Артур Конан Дойл считал сочинение детективов низшим родом литературной деятельности, гораздо важнее был для него жанр исторического романа. Две эпохи сосредоточили на себе основное внимание романиста: зрелое средневековье, которому посвящены Белый отряд (The White Company, 1891; русский перевод в 1907) и Сэр Найджел (Sir Nigel, 1906) и Наполеоновская эра (Великая тень — The Great Shadow, 1893; русский перевод в 1909; Родни Стоун — Rodney Stone, 1896; Дядюшка Бернак — Uncle Bernac, 1897). Наибольшим успехом пользовались два сборника рассказов о бригадире Жераре (Подвиги Бригадира Жерара — Brigadier Gerard, 1896, и Приключения Жерара — The Adventures of Gerard, 1903), где, живописуя блестящую военную карьеру офицера наполеоновской армии, автор исследует код поведения людей той героической эпохи, феномен культа Наполеона. Жеpap — фигура одновременно героическая и комическая, в нем органично сочетаются бесшабашная храбрость и хвастливое самодовольство, буквальное следование офицерскому кодексу чести и обывательская ограниченность, беззаветная преданность императору и авантюризм.

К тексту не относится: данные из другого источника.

//! In-memory index of batches and their tasks.
//!
//! A [`BatchHandle`] holds the live state of one batch behind a single
//! mutex, so every counter change is one critical section and a status read
//! always sees `submitted == pending + running + succeeded + failed`.

use std::collections::HashMap;
use std::sync::{Arc, Mutex, MutexGuard, PoisonError};

use chrono::{DateTime, Utc};
use tokio::sync::{watch, Notify, RwLock};

use super::{
    AccountRange, Batch, BatchCounters, BatchId, BatchMode, BatchState, BatchStatus, TaskResult,
};
use crate::recorder::RecordError;
use crate::task::{Outcome, Task, TaskId, TaskStatus};

/// Why a task could not move from pending to running.
#[derive(Debug, Clone, PartialEq, Eq)]
pub enum AdmissionError {
    StopRequested,
    UnknownTask(TaskId),
    NotPending(TaskStatus),
}

/// Effect of recording one terminal outcome.
#[derive(Debug, Clone)]
pub struct Completion {
    pub task: Task,
    /// Set when this outcome made the batch terminal.
    pub finished: Option<Batch>,
}

/// Effect of a stop request.
#[derive(Debug, Clone)]
pub struct StopTransition {
    /// False if stop had already been requested or the batch was terminal.
    pub newly_requested: bool,
    /// Set when nothing was running, so the batch stopped immediately.
    pub finished: Option<Batch>,
}

struct BatchInner {
    state: BatchState,
    counters: BatchCounters,
    stop_requested: bool,
    finished_at: Option<DateTime<Utc>>,
    total_points: Option<f64>,
    error: Option<String>,
    tasks: Vec<Task>,
    index: HashMap<TaskId, usize>,
}

/// Live state of one batch.
pub struct BatchHandle {
    id: BatchId,
    created_at: DateTime<Utc>,
    range: AccountRange,
    repetition_count: u32,
    concurrency_limit: usize,
    mode: BatchMode,
    inner: Mutex<BatchInner>,
    stop_notify: Notify,
    finished_tx: watch::Sender<bool>,
}

impl BatchHandle {
    /// Create the batch with one pending task per (account, repetition),
    /// account by account in increasing order.
    pub fn new(
        range: AccountRange,
        repetition_count: u32,
        concurrency_limit: usize,
        mode: BatchMode,
    ) -> Self {
        let id = BatchId::new();
        let mut tasks = Vec::new();
        for account_id in range.accounts() {
            for repetition in 0..repetition_count {
                tasks.push(Task::pending(id, account_id, repetition));
            }
        }
        let index = tasks.iter().enumerate().map(|(i, t)| (t.id, i)).collect();
        let (finished_tx, _) = watch::channel(false);

        Self {
            id,
            created_at: Utc::now(),
            range,
            repetition_count,
            concurrency_limit,
            mode,
            inner: Mutex::new(BatchInner {
                state: BatchState::Running,
                counters: BatchCounters::new(tasks.len()),
                stop_requested: false,
                finished_at: None,
                total_points: None,
                error: None,
                tasks,
                index,
            }),
            stop_notify: Notify::new(),
            finished_tx,
        }
    }

    fn inner(&self) -> MutexGuard<'_, BatchInner> {
        self.inner.lock().unwrap_or_else(PoisonError::into_inner)
    }

    pub fn id(&self) -> BatchId {
        self.id
    }

    pub fn mode(&self) -> BatchMode {
        self.mode
    }

    pub fn concurrency_limit(&self) -> usize {
        self.concurrency_limit
    }

    pub fn range(&self) -> AccountRange {
        self.range
    }

    pub fn counters(&self) -> BatchCounters {
        self.inner().counters
    }

    pub fn state(&self) -> BatchState {
        self.inner().state
    }

    pub fn snapshot(&self) -> Batch {
        let inner = self.inner();
        self.snapshot_locked(&inner)
    }

    fn snapshot_locked(&self, inner: &BatchInner) -> Batch {
        Batch {
            id: self.id,
            created_at: self.created_at,
            range: self.range,
            repetition_count: self.repetition_count,
            concurrency_limit: self.concurrency_limit,
            mode: self.mode,
            state: inner.state,
            counters: inner.counters,
            stop_requested: inner.stop_requested,
            finished_at: inner.finished_at,
            total_points: inner.total_points,
        }
    }

    pub fn status(&self) -> BatchStatus {
        let inner = self.inner();
        BatchStatus::from_batch(&self.snapshot_locked(&inner), inner.error.clone())
    }

    /// All tasks in creation order.
    pub fn tasks(&self) -> Vec<Task> {
        self.inner().tasks.clone()
    }

    pub fn task(&self, id: TaskId) -> Option<Task> {
        let inner = self.inner();
        inner.index.get(&id).map(|&i| inner.tasks[i].clone())
    }

    /// Terminal tasks in creation order.
    pub fn results(&self) -> Vec<TaskResult> {
        self.inner()
            .tasks
            .iter()
            .filter(|t| t.status.is_terminal())
            .map(TaskResult::from)
            .collect()
    }

    /// First repetition of every account, in account order.
    pub fn first_repetitions(&self) -> Vec<TaskId> {
        self.inner()
            .tasks
            .iter()
            .filter(|t| t.repetition == 0)
            .map(|t| t.id)
            .collect()
    }

    /// The repetition that follows `id` on the same account.
    pub fn next_repetition(&self, id: TaskId) -> Option<TaskId> {
        let inner = self.inner();
        let i = *inner.index.get(&id)?;
        let current = &inner.tasks[i];
        inner
            .tasks
            .get(i + 1)
            .filter(|next| next.account_id == current.account_id)
            .map(|next| next.id)
    }

    pub fn is_stop_requested(&self) -> bool {
        self.inner().stop_requested
    }

    /// Resolves once stop has been requested.
    pub async fn stop_signal(&self) {
        loop {
            let notified = self.stop_notify.notified();
            if self.is_stop_requested() {
                return;
            }
            notified.await;
        }
    }

    /// Resolves once the batch is terminal.
    pub async fn wait_finished(&self) {
        let mut rx = self.finished_tx.subscribe();
        // The sender lives as long as self
        let _ = rx.wait_for(|done| *done).await;
    }

    /// Move a task from pending to running.
    ///
    /// The stop flag is checked in the same critical section, so no task
    /// starts once stop has been requested.
    pub fn begin_task(&self, id: TaskId) -> Result<Task, AdmissionError> {
        let mut inner = self.inner();
        if inner.stop_requested {
            return Err(AdmissionError::StopRequested);
        }
        let i = *inner
            .index
            .get(&id)
            .ok_or(AdmissionError::UnknownTask(id))?;
        let status = inner.tasks[i].status;
        if status != TaskStatus::Pending {
            return Err(AdmissionError::NotPending(status));
        }

        let task = &mut inner.tasks[i];
        task.status = TaskStatus::Running;
        task.started_at = Some(Utc::now());
        let task = task.clone();

        inner.counters.pending -= 1;
        inner.counters.running += 1;
        Ok(task)
    }

    /// Apply a terminal outcome to a running task and bump exactly one of
    /// the succeeded/failed counters.
    ///
    /// Only the [`ResultRecorder`](crate::recorder::ResultRecorder) calls
    /// this. A task that is not running is rejected, which is what makes a
    /// second recording of the same task an error.
    pub(crate) fn complete_task(
        &self,
        id: TaskId,
        outcome: &Outcome,
    ) -> Result<Completion, RecordError> {
        let mut inner = self.inner();
        let i = *inner.index.get(&id).ok_or(RecordError::UnknownTask(id))?;
        let status = inner.tasks[i].status;
        if status != TaskStatus::Running {
            return Err(RecordError::NotRunning {
                task_id: id,
                status,
            });
        }

        inner.tasks[i].finish(outcome);
        let task = inner.tasks[i].clone();

        inner.counters.running -= 1;
        if outcome.is_success() {
            inner.counters.succeeded += 1;
        } else {
            inner.counters.failed += 1;
        }
        if let Some(points) = outcome.payload.as_ref().and_then(|p| p.points()) {
            *inner.total_points.get_or_insert(0.0) += points;
        }

        let finished = self.finish_if_idle(&mut inner);
        Ok(Completion { task, finished })
    }

    pub(crate) fn request_stop(&self) -> StopTransition {
        let mut inner = self.inner();
        if inner.stop_requested || inner.state.is_terminal() {
            return StopTransition {
                newly_requested: false,
                finished: None,
            };
        }
        inner.stop_requested = true;
        let finished = self.finish_if_idle(&mut inner);
        drop(inner);

        self.stop_notify.notify_waiters();
        StopTransition {
            newly_requested: true,
            finished,
        }
    }

    /// Record a batch-level problem surfaced through `status()`.
    pub(crate) fn set_error(&self, message: impl Into<String>) {
        self.inner().error = Some(message.into());
    }

    /// Terminal once nothing is running and either nothing is pending or
    /// stop was requested. Pending tasks left behind by a stop never run.
    fn finish_if_idle(&self, inner: &mut BatchInner) -> Option<Batch> {
        if inner.state.is_terminal() || inner.counters.running > 0 {
            return None;
        }
        if inner.counters.pending > 0 && !inner.stop_requested {
            return None;
        }

        inner.state = if inner.counters.pending == 0 {
            BatchState::Completed
        } else {
            BatchState::Stopped
        };
        inner.finished_at = Some(Utc::now());
        self.finished_tx.send_replace(true);
        Some(self.snapshot_locked(inner))
    }
}

/// Registry of every batch started by this process.
#[derive(Default)]
pub struct BatchRegistry {
    batches: RwLock<HashMap<BatchId, Arc<BatchHandle>>>,
}

impl BatchRegistry {
    pub fn new() -> Self {
        Self::default()
    }

    pub async fn insert(&self, handle: Arc<BatchHandle>) {
        self.batches.write().await.insert(handle.id(), handle);
    }

    pub async fn get(&self, id: &BatchId) -> Option<Arc<BatchHandle>> {
        self.batches.read().await.get(id).cloned()
    }

    /// Every batch, newest first.
    pub async fn list(&self) -> Vec<Arc<BatchHandle>> {
        let mut batches: Vec<_> = self.batches.read().await.values().cloned().collect();
        batches.sort_by(|a, b| b.created_at.cmp(&a.created_at));
        batches
    }

    pub async fn running(&self) -> Vec<Arc<BatchHandle>> {
        self.list()
            .await
            .into_iter()
            .filter(|b| !b.state().is_terminal())
            .collect()
    }
}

В исторических романах Конан Дойла ярко выражен приключенческий элемент, при этом все они основаны на тщательном и разностороннем изучении быта и нравов изображаемой эпохи. Писателя интересует прежде всего не широкая историческая панорама эпохи, а отдельная личность, ее менталитет и стереотипы поведения. В Сэре Найджеле, считающемся лучшим историческим романом Конан Дойла, показано становление молодого героя-рыцаря, постепенно усваивающего все тонкости рыцарского кодекса чести; в Белом отряде трое молодых героев из зарождающегося среднего класса перенимают от постаревшего сэра Найджела лучшие черты его рыцарской этики: именно они и составляют, по Дойлу, суть английского национального характера.
Почти все главные герои исторических романов — воины, всюду чувствуется увлеченность автора военной историей. Он написал также два исторических труда, посвященных современным военным кампаниям: Великая бурская война (The Great Boer Wax, 1900) и История Великой войны: Британские кампании (А History of the Great War: The British Campaigns, 1915-1920). Первую мировую войну он, в отличие от представителей потерянного поколения, описывал в романтических тонах, говоря о доблести и героизме британского солдата.
В 1910-е годы Конан Дойл обращается к научной фантастике. Три его романа, созданные в этом жанре, объединены образами главных героев – профессора Челленджера и трех его спутников и друзей, — хотя резко различны по тематике, колориту, отношению к науке и ее возможностям. Первый роман Потерянный мир (The Lost World, 1912) полон романтики путешествий, исследования земель у истоков Амазонки, куда еще не ступала нога человека. Над вторым романом Отравленный пояс (The Poison Belt, 1913) нависла тень приближающейся мировой войны: здесь те же герои становятся свидетелями того, как пояс отравленного эфира перемещается по земле, уничтожая я все живое. Этот роман-предостережение напоминает о стихиях, над которыми человек не властен. Герой последнего романа Туманный край (The Land of Mist, 1925), профессор Челленджер, постепенно убеждается правоте учения спиритизма.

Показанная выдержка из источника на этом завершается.